Why Is the WITH Clause So Useful?

WITH clauses are great at improving the structure of complex SQL queries that contain multiple computations. Let’s see how they work in practice!

In our examples, we are going to analyze the San Francisco Bay area real estate market – arguably the most expensive place to live! So, here we have a table with houses available for sale.

houses
id	address	area	city	price
1	28 Sofia St	1,565	San Francisco	998,000
2	25 Jack St	1,680	San Francisco	1,850,000
3	13 Rose St	1,148	Redwood City	265,000
4	35 Mary Ave	3,800	San Francisco	5,500,000
5	54 Sara St	1,098	Redwood City	1,375,000
6	12 John St	1,910	San Francisco	1,195,000
7	32 Nice Ave	1,340	Mountain View	349,000
8	12 Flower Ave	1,234	Redwood City	1,048,000
9	34 Park St	1,505	Mountain View	2,400,000
10	78 Paul Ave	1,870	Mountain View	1,658,000

Now it’s time to demonstrate the benefits of the WITH clause.

Improving Readability

When using WITH syntax, you name parts of the query as you write them. Unlike subqueries, the name comes before the query itself. Thus, when reading the query, you already know from the name what to expect. Furthermore, a well-written WITH clause is self-documenting.
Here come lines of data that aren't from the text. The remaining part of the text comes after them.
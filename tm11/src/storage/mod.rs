//! The backing store: where tape images live and how requests against
//! them are carried out.
//!
//! The controller only ever sees [`IoRequest`] and [`IoCompletion`];
//! something implementing [`TapeStorage`] turns one into the other.
//! [`TapeLibrary`] is the usual implementation, holding one
//! [`TapeImage`] per backing identifier.
use std::collections::BTreeMap;
use std::path::Path;

use tracing::{event, Level};

use crate::io::{IoCompletion, IoKind, IoRequest, IoStatus, HEADER_WORDS};
use crate::memory::HostMemory;
use crate::unit::{BackingId, UnitNumber};

mod image;

pub use image::{
    payload_words, TapeEntry, TapeImage, TapeImageBuilder, TapeImageError, Transfer,
    END_OF_MEDIUM, MARKER_THRESHOLD, TAPE_MARK,
};

pub trait TapeStorage {
    /// Carry out `request`, moving any data into `memory`.
    fn perform(&mut self, request: &IoRequest, memory: &mut dyn HostMemory) -> IoCompletion;
}

#[derive(Debug, Default)]
pub struct TapeLibrary {
    images: BTreeMap<BackingId, TapeImage>,
}

impl TapeLibrary {
    pub fn new() -> TapeLibrary {
        TapeLibrary::default()
    }

    /// Make `image` available under `id`, returning any image it
    /// replaces.
    pub fn mount(&mut self, id: BackingId, image: TapeImage) -> Option<TapeImage> {
        event!(Level::INFO, "mounting {} bytes of tape as {id}", image.len());
        self.images.insert(id, image)
    }

    /// Mount `image` on the drive `unit`.
    pub fn mount_on(&mut self, unit: UnitNumber, image: TapeImage) -> Option<TapeImage> {
        self.mount(BackingId::for_unit(unit), image)
    }

    pub fn unmount(&mut self, id: &BackingId) -> Option<TapeImage> {
        self.images.remove(id)
    }

    pub fn get(&self, id: &BackingId) -> Option<&TapeImage> {
        self.images.get(id)
    }

    pub fn mounted(&self) -> impl Iterator<Item = &BackingId> {
        self.images.keys()
    }

    /// Mount whichever of `tm0.tap` .. `tm3.tap` exist in `dir`.
    /// Returns the identifiers of the images mounted.
    pub fn load_directory(&mut self, dir: &Path) -> Result<Vec<BackingId>, TapeImageError> {
        let mut loaded = Vec::new();
        for unit in UnitNumber::all() {
            let id = BackingId::for_unit(unit);
            let path = dir.join(id.as_str());
            if !path.is_file() {
                event!(Level::DEBUG, "no tape image at {}", path.display());
                continue;
            }
            let image = TapeImage::load(&path)?;
            self.mount(id.clone(), image);
            loaded.push(id);
        }
        Ok(loaded)
    }
}

impl TapeStorage for TapeLibrary {
    fn perform(&mut self, request: &IoRequest, memory: &mut dyn HostMemory) -> IoCompletion {
        event!(Level::TRACE, "performing {request}");
        let Some(image) = self.images.get(&request.backing) else {
            event!(
                Level::WARN,
                "unit {} has no tape mounted ({} is missing)",
                request.unit,
                request.backing
            );
            return IoCompletion {
                unit: request.unit,
                status: IoStatus::DataError,
                position: request.position,
                value: 0,
                count: request.length,
            };
        };
        match request.kind {
            IoKind::HeaderProbe => IoCompletion {
                unit: request.unit,
                status: IoStatus::Ok,
                position: request.position + HEADER_WORDS,
                value: image.header_at(request.position),
                count: 0,
            },
            IoKind::DataTransfer => {
                let t = image.transfer(request.position, request.address, request.length, memory);
                IoCompletion {
                    unit: request.unit,
                    status: t.status,
                    position: t.position,
                    value: u32::from(t.address),
                    count: t.residual,
                }
            }
        }
    }
}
Let’s go through an example to see how WITH syntax makes the query more readable. To facilitate the evaluation of houses available for sale, we want to compare the price of each house with the minimum, average, and maximum house prices in its city.

We can get the necessary output by using three CTEs that calculate the (1) minimum, (2) average, and (3) maximum prices for all cities in the table. Then, we can simply join our original table with the outputs of these three queries to display the required data:

 WITH min_price_city AS
  (SELECT city, MIN(price) AS minimum
   FROM houses
   GROUP BY city),
avg_price_city AS
  (SELECT city, AVG(price) AS average
   FROM houses
   GROUP BY city),
max_price_city AS
  (SELECT city, MAX(price) AS maximum
   FROM houses
   GROUP BY city)
SELECT 
  h.id, 
  h.address, 
  h.city, 
  h.price, 
  min.minimum, 
  avg.average, 
  max.maximum
FROM houses h
JOIN min_price_city min
ON h.city = min.city
JOIN avg_price_city avg
ON h.city = avg.city
JOIN max_price_city max
ON h.city = max.city;

id	address	city	price	minimum	average	maximum
10	78 Paul Ave	Mountain View	1,658,000	349,000	1,469,000	2,400,000
9	34 Park St	Mountain View	2,400,000	349,000	1,469,000	2,400,000
7	32 Nice Ave	Mountain View	349,000	349,000	1,469,000	2,400,000
6	12 John St	San Francisco	1,195,000	998,000	2,385,750	5,500,000
4	35 Mary Ave	San Francisco	5,500,000	998,000	2,385,750	5,500,000
2	25 Jack St	San Francisco	1,850,000	998,000	2,385,750	5,500,000
1	28 Sofia St	San Francisco	998,000	998,000	2,385,750	5,500,000
8	12 Flower Ave	Redwood City	1,048,000	265,000	896,000	1,375,000
5	54 Sara St	Redwood City	1,375,000	265,000	896,000	1,375,000
3	13 Rose St	Redwood City	265,000	265,000	896,000	1,375,000

In the query above, you can easily distinguish the three common table expressions. From their names, we can also quickly understand that the first clause calculates minimum prices in each city, the second one calculates the average prices, and the third one gives us the maximum prices. We also see how the result set of each CTE is used in the main query – they are referenced by name. WITH syntax makes queries easier to write and to read.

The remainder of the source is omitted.